What do these findings mean?

  • Our findings highlight how pregnant women are particularly vulnerable amid armed conflicts and indicate the need for countries to take specific actions to protect these women since the early stages of pregnancy.
  • For Colombia, our results offer supportive evidence about the potentially large health benefits arising from the peace process, which can be used to inform current discussions around the political sustainability of this process in the next years.

Introduction

Over 135 million people today need humanitarian assistance, the vast majority due to armed conflicts [1]. These conflicts have disproportionately affected low- and middle-income countries (LMICs) since the mid-20th century, with devastating consequences for health and development [2,3]. There has been much interest in recent years, by researchers and policymakers alike, in understanding how conflicts affect different health outcomes. Pregnant women and children have received special attention for the study of these effects, due to their high vulnerability to conflict violence [2,4,5]. In LMICs, such vulnerability is often compounded by pervasive healthcare inequities that contribute to higher rates of maternal and infant mortality than in richer countries [6,7]. Indeed, several studies have found that exposure to conflict during pregnancy is associated with short- and long-term adverse outcomes for mothers and their live-born children, both in terms of health and human capital, particularly for poor individuals [813].

Yet the aforementioned body of evidence suggesting a causal relationship between exposure to conflict violence and pregnancy outcomes is, in general, weakened by great methodological challenges. Since it is impossible to randomize conflict exposure, there are many possible confounders, and good quality information from contexts of armed conflict is scarce. This includes often patchy information about pregnancy histories in many countries, leading most research to focus on pregnancy outcomes related to live births, and, hence, relying on selected samples. A recent systematic review could find only a few analyses of the associations between conflict exposure and miscarriages (2 studies), stillbirth risk (5 studies), and perinatal mortality (2 studies) [1420]. All these studies are observational and suffer from data and/or methodological limitations that make causal inference difficult [13] (five studies are before-and-after analyses without an adequate statistical control for observable and unobservable confounders [1417,19]. A further study is a retrospective cohort analysis that includes a multivariate regression model to identify associations [20], whereas another study relies on before-and-after comparisons within a simple fixed effects panel analysis [18]).

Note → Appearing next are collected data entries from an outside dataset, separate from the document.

use log::debug;
use serde::{Deserialize, Serialize};
use skyguard_planner::geodetic::{to_geo, to_local};
use skyguard_structs::{
    link::{Command, Health, PositionSample},
    wire::VehicleReport,
    AgentId, GeoPoint, LocalPoint,
};

pub mod link;

pub use link::{CommandLog, SimLink};

/// Vehicle dynamics and power-up delays.
#[derive(Clone, Copy, Debug, Serialize, Deserialize)]
#[serde(default)]
pub struct SimParams {
    pub link_delay_secs: f64,
    pub gps_fix_secs: f64,
    pub calibration_secs: f64,
    pub climb_rate_mps: f64,
    pub descent_rate_mps: f64,
    pub ground_speed_mps: f64,
}

impl Default for SimParams {
    fn default() -> Self {
        Self {
            link_delay_secs: 0.5,
            gps_fix_secs: 2.0,
            calibration_secs: 3.0,
            climb_rate_mps: 2.5,
            descent_rate_mps: 1.5,
            ground_speed_mps: 8.0,
        }
    }
}

/// Injected misbehaviour.
#[derive(Clone, Copy, Debug, Default, PartialEq, Serialize, Deserialize)]
#[serde(default)]
pub struct SimFaults {
    pub no_heartbeat: bool,
    pub no_gps: bool,
    pub never_armable: bool,
    pub reject_arm: bool,
    pub reject_takeoff: bool,
    pub reject_goto: bool,
    /// Climb stops at this relative altitude.
    pub stall_climb_at_m: Option<f64>,
    /// Descent stops just above the ground and the vehicle stays in the air.
    pub stuck_in_air: bool,
    /// The link goes silent for good at this simulation time.
    pub drop_link_at_secs: Option<f64>,
}

const STUCK_HOVER_M: f64 = 1.0;

#[derive(Clone, Copy, Debug, PartialEq)]
enum Goal {
    Idle,
    Climb { altitude_m: f64 },
    Goto { target: LocalPoint },
    Hover,
    Land,
}

/// One simulated multicopter. Position is kept in the NED frame of its own
/// home; up is negative down.
#[derive(Clone, Debug)]
pub struct SimVehicle {
    pub home: GeoPoint,
    pub params: SimParams,
    pub faults: SimFaults,
    pub curr_time: f64,
    pub curr_loc: LocalPoint,
    pub armed: bool,
    pub in_air: bool,
    goal: Goal,
}

fn go_towards(max_dist: &mut f64, source: &mut f64, target: f64) -> bool {
    let dist = (target - *source).abs();
    if dist <= *max_dist {
        *max_dist -= dist;
        *source = target;
        true
    } else {
        *source += max_dist.copysign(target - *source);
        *max_dist = 0.0;
        false
    }
}

fn go_towards_xy(max_dist: &mut f64, source: &mut LocalPoint, target: &LocalPoint) -> bool {
    let dist = source.dist_horizontal(target);
    if dist <= *max_dist {
        *max_dist -= dist;
        source.north_m = target.north_m;
        source.east_m = target.east_m;
        true
    } else {
        let scaling = *max_dist / dist;
        source.north_m += (target.north_m - source.north_m) * scaling;
        source.east_m += (target.east_m - source.east_m) * scaling;
        *max_dist = 0.0;
        false
    }
}

impl SimVehicle {
    pub fn new(home: GeoPoint) -> Self {
        Self::with_faults(home, SimParams::default(), SimFaults::default())
    }

    pub fn with_faults(home: GeoPoint, params: SimParams, faults: SimFaults) -> Self {
        Self {
            home,
            params,
            faults,
            curr_time: 0.0,
            curr_loc: LocalPoint::default(),
            armed: false,
            in_air: false,
            goal: Goal::Idle,
        }
    }

    pub fn altitude_m(&self) -> f64 {
        -self.curr_loc.down_m
    }

    pub fn link_dropped(&self) -> bool {
        self.faults
            .drop_link_at_secs
            .is_some_and(|at| self.curr_time >= at)
    }

    fn heartbeat(&self) -> bool {
        !self.faults.no_heartbeat
            && !self.link_dropped()
            && self.curr_time >= self.params.link_delay_secs
    }

    fn health(&self) -> Health {
        let gps = !self.faults.no_gps && self.curr_time >= self.params.gps_fix_secs;
        Health {
            global_position_ok: gps,
            home_position_ok: gps,
            armable: gps
                && !self.faults.never_armable
                && self.curr_time >= self.params.calibration_secs,
        }
    }

    pub fn simulate(&mut self, dt: f64) {
        self.curr_time += dt;

        let mut alt = self.altitude_m();
        match self.goal {
            Goal::Idle | Goal::Hover => {}
            Goal::Climb { altitude_m } => {
                let ceiling = self
                    .faults
                    .stall_climb_at_m
                    .map_or(altitude_m, |stall| stall.min(altitude_m));
                let mut climb = dt * self.params.climb_rate_mps;
                if go_towards(&mut climb, &mut alt, ceiling) && ceiling >= altitude_m {
                    self.goal = Goal::Hover;
                }
            }
            Goal::Goto { target } => {
                let mut travel = dt * self.params.ground_speed_mps;
                let mut climb = dt * self.params.climb_rate_mps;
                let arrived_xy = go_towards_xy(&mut travel, &mut self.curr_loc, &target);
                let arrived_z = go_towards(&mut climb, &mut alt, -target.down_m);
                if arrived_xy && arrived_z {
                    self.goal = Goal::Hover;
                }
            }
            Goal::Land => {
                let floor = if self.faults.stuck_in_air { STUCK_HOVER_M } else { 0.0 };
                let mut descent = dt * self.params.descent_rate_mps;
                if go_towards(&mut descent, &mut alt, floor) && floor == 0.0 {
                    self.goal = Goal::Idle;
                }
            }
        }
        self.curr_loc.down_m = -alt;

        let was_in_air = self.in_air;
        self.in_air = alt > 0.0;
        if was_in_air && !self.in_air {
            debug!("t={:.2} vehicle touched down", self.curr_time);
        }
    }

    pub fn report(&self) -> VehicleReport {
        let geo = to_geo(&self.curr_loc, &self.home);
        VehicleReport {
            heartbeat: self.heartbeat(),
            health: self.health(),
            position: PositionSample {
                latitude_deg: geo.latitude_deg,
                longitude_deg: geo.longitude_deg,
                absolute_altitude_m: self.home.altitude_m + self.altitude_m(),
                relative_altitude_m: self.altitude_m(),
            },
            in_air: self.in_air,
            armed: self.armed,
        }
    }

    /// Applies a command the way an autopilot would: either accepts it or
    /// explains why not.
    pub fn command(&mut self, command: Command) -> Result<(), String> {
        if !self.heartbeat() {
            return Err("no link to vehicle".to_string());
        }
        match command {
            Command::Arm => {
                if self.faults.reject_arm {
                    return Err("arming denied by autopilot".to_string());
                }
                if !self.health().armable {
                    return Err("vehicle not armable".to_string());
                }
                self.armed = true;
            }
            Command::Disarm => {
                if self.in_air {
                    return Err("cannot disarm in air".to_string());
                }
                self.armed = false;
            }
            Command::Takeoff { altitude_m } => {
                if self.faults.reject_takeoff {
                    return Err("takeoff denied by autopilot".to_string());
                }
                if !self.armed {
                    return Err("takeoff requires armed vehicle".to_string());
                }
                self.goal = Goal::Climb { altitude_m };
            }
            Command::Land => {
                if !self.in_air {
                    return Err("not in air".to_string());
                }
                self.goal = Goal::Land;
            }
            Command::Goto {
                latitude_deg,
                longitude_deg,
                altitude_m,
                yaw_deg: _,
            } => {
                if self.faults.reject_goto {
                    return Err("goto denied by autopilot".to_string());
                }
                if !self.in_air {
                    return Err("goto requires vehicle in air".to_string());
                }
                let target = GeoPoint::new(
                    latitude_deg,
                    longitude_deg,
                    self.home.altitude_m + altitude_m,
                );
                let mut target = to_local(&target, &self.home);
                // Hold commanded height above home rather than above the tangent plane.
                target.down_m = -altitude_m;
                self.goal = Goal::Goto { target };
            }
        }
        Ok(())
    }
}

#[derive(Clone, Debug, Serialize, Deserialize)]
pub struct SimAgent {
    pub id: AgentId,
    #[serde(default)]
    pub offset_north_m: f64,
    #[serde(default)]
    pub offset_east_m: f64,
    #[serde(default)]
    pub faults: SimFaults,
}

#[derive(Clone, Debug, Serialize, Deserialize)]
#[serde(default)]
pub struct SimConfig {
    pub home: GeoPoint,
    pub params: SimParams,
    pub agents: Vec<SimAgent>,
}

impl Default for SimConfig {
    fn default() -> Self {
        Self {
            home: GeoPoint::new(26.308079, 50.146278, 0.0),
            params: SimParams::default(),
            agents: (1..=4)
                .map(|id| SimAgent {
                    id,
                    offset_north_m: 0.0,
                    offset_east_m: 3.0 * (id as f64 - 1.0),
                    faults: SimFaults::default(),
                })
                .collect(),
        }
    }
}

/// A set of simulated vehicles addressed by agent id.
pub struct SimFleet {
    pub vehicles: Vec<(AgentId, SimVehicle)>,
}

impl SimFleet {
    pub fn new(config: &SimConfig) -> Self {
        let vehicles = config
            .agents
            .iter()
            .map(|a| {
                let home = to_geo(
                    &LocalPoint::new(a.offset_north_m, a.offset_east_m, 0.0),
                    &config.home,
                )
                .at_altitude(config.home.altitude_m);
                (a.id, SimVehicle::with_faults(home, config.params, a.faults))
            })
            .collect();
        Self { vehicles }
    }

    pub fn simulate(&mut self, dt: f64) {
        for (_, v) in self.vehicles.iter_mut() {
            v.simulate(dt);
        }
    }

    pub fn reports(&self) -> impl Iterator<Item = (AgentId, VehicleReport)> + '_ {
        self.vehicles.iter().map(|(id, v)| (*id, v.report()))
    }

    pub fn command(&mut self, agent: AgentId, command: Command) -> Result<(), String> {
        match self.vehicles.iter_mut().find(|(id, _)| *id == agent) {
            Some((_, v)) => v.command(command),
            None => Err(format!("unknown agent {}", agent)),
        }
    }
}

#[cfg(test)]
mod tests {
    use super::*;

    fn powered_up() -> SimVehicle {
        let mut v = SimVehicle::new(GeoPoint::new(26.308079, 50.146278, 0.0));
        v.simulate(5.0);
        v
    }

    fn run(v: &mut SimVehicle, secs: f64) {
        for _ in 0..(secs * 10.0) as usize {
            v.simulate(0.1);
        }
    }

    #[test]
    fn health_comes_up_in_order() {
        let mut v = SimVehicle::new(GeoPoint::default());
        assert!(!v.report().heartbeat);
        v.simulate(1.0);
        let r = v.report();
        assert!(r.heartbeat && !r.health.position_ok());
        v.simulate(1.5);
        let r = v.report();
        assert!(r.health.position_ok() && !r.health.armable);
        v.simulate(1.0);
        assert!(v.report().health.armable);
    }

    #[test]
    fn arm_rejected_while_calibrating() {
        let mut v = SimVehicle::new(GeoPoint::default());
        v.simulate(1.0);
        assert!(v.command(Command::Arm).is_err());
        v.simulate(3.0);
        assert!(v.command(Command::Arm).is_ok());
    }

    #[test]
    fn takeoff_goto_land() {
        let mut v = powered_up();
        v.command(Command::Arm).unwrap();
        assert!(v.command(Command::Land).is_err());
        v.command(Command::Takeoff { altitude_m: 10.0 }).unwrap();
        run(&mut v, 5.0);
        assert!(v.in_air);
        assert!((v.altitude_m() - 10.0).abs() < 1e-9);

        let target = to_geo(&LocalPoint::new(40.0, 30.0, 0.0), &v.home);
        v.command(Command::Goto {
            latitude_deg: target.latitude_deg,
            longitude_deg: target.longitude_deg,
            altitude_m: 10.0,
            yaw_deg: 0.0,
        })
        .unwrap();
        run(&mut v, 10.0);
        assert!(v.curr_loc.dist_horizontal(&LocalPoint::new(40.0, 30.0, 0.0)) < 1e-3);
        assert!((v.report().position.relative_altitude_m - 10.0).abs() < 1e-9);

        assert!(v.command(Command::Disarm).is_err());
        v.command(Command::Land).unwrap();
        run(&mut v, 10.0);
        assert!(!v.report().in_air);
        v.command(Command::Disarm).unwrap();
        assert!(!v.armed);
    }

    #[test]
    fn faults_stall_and_stick() {
        let faults = SimFaults {
            stall_climb_at_m: Some(4.0),
            stuck_in_air: true,
            ..Default::default()
        };
        let mut v = SimVehicle::with_faults(GeoPoint::default(), SimParams::default(), faults);
        v.simulate(5.0);
        v.command(Command::Arm).unwrap();
        v.command(Command::Takeoff { altitude_m: 10.0 }).unwrap();
        run(&mut v, 10.0);
        assert!((v.altitude_m() - 4.0).abs() < 1e-9);

        v.command(Command::Land).unwrap();
        run(&mut v, 10.0);
        assert!(v.in_air);
        assert!((v.altitude_m() - STUCK_HOVER_M).abs() < 1e-9);
    }

    #[test]
    fn dropped_link_rejects_takeoff() {
        let faults = SimFaults {
            reject_takeoff: true,
            drop_link_at_secs: Some(8.0),
            ..Default::default()
        };
        let mut v = SimVehicle::with_faults(GeoPoint::default(), SimParams::default(), faults);
        v.simulate(5.0);
        v.command(Command::Arm).unwrap();
        assert!(v.command(Command::Takeoff { altitude_m: 10.0 }).is_err());
        assert!(!v.link_dropped());

        v.simulate(3.0);
        assert!(v.link_dropped());
        assert!(!v.report().heartbeat);
        assert!(v.command(Command::Disarm).is_err());
    }

    #[test]
    fn fleet_routes_commands_by_id() {
        let mut fleet = SimFleet::new(&SimConfig::default());
        fleet.simulate(5.0);
        assert!(fleet.command(2, Command::Arm).is_ok());
        assert!(fleet.command(9, Command::Arm).is_err());
        let armed: Vec<_> = fleet.reports().map(|(id, r)| (id, r.armed)).collect();
        assert_eq!(armed, vec![(1, false), (2, true), (3, false), (4, false)]);
    }
}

Our study provides evidence of the association between conflict exposure and pregnancy outcomes, taking advantage of a natural experiment created by specific features of the conflict and peace process in Colombia. Colombia has endured one of the longest civil conflicts in history, with over 200,000 direct fatalities and millions of nonfatal victims (mainly civilians) during more than 5 decades [21]. In 2012, the government began a period of peace talks with the country’s largest rebel guerrilla, the Fuerzas Armadas Revolucionarias de Colombia (FARC). These conversations, known as the Havana talks, concluded in November 2016 with the signing of a definitive peace agreement between FARC and the government. During the Havana talks, FARC declared unilateral cease-fires on 5 occasions (in 2012, 2013, twice in 2014, and in 2015) before a final, bilateral cease-fire was agreed in August 2016. Due to the fact that these cease-fires mandated a cessation of violent activities by FARC specifically, but not by other rebel groups, the actual reduction in violence should have occurred primarily (if not only) in the geographic areas where FARC used to be active. For our empirical purposes, a cease-fire introduces a plausibly exogenous change in exposure to violence for pregnant women. We are then able to exploit this exogenous change, combined with rich information about pregnancy histories, to determine how the risks of miscarriage, stillbirth, and perinatal death are associated with a reduction in the intensity of conflict violence to which a pregnant woman is exposed in her municipality of residence. Our hypothesis is that reductions in the exposure to armed conflict during pregnancy are associated with reductions in the rates of miscarriages, stillbirths, and perinatal mortality.

Methods

Ethics

This study was granted institutional review board (IRB) ethical approval by the Research and Institutional Ethics Committee of the School of Medicine of the Pontificia Universidad Javeriana (Minutes No. 10/2018), Colombia. The study protocol is presented in S1 Protocol.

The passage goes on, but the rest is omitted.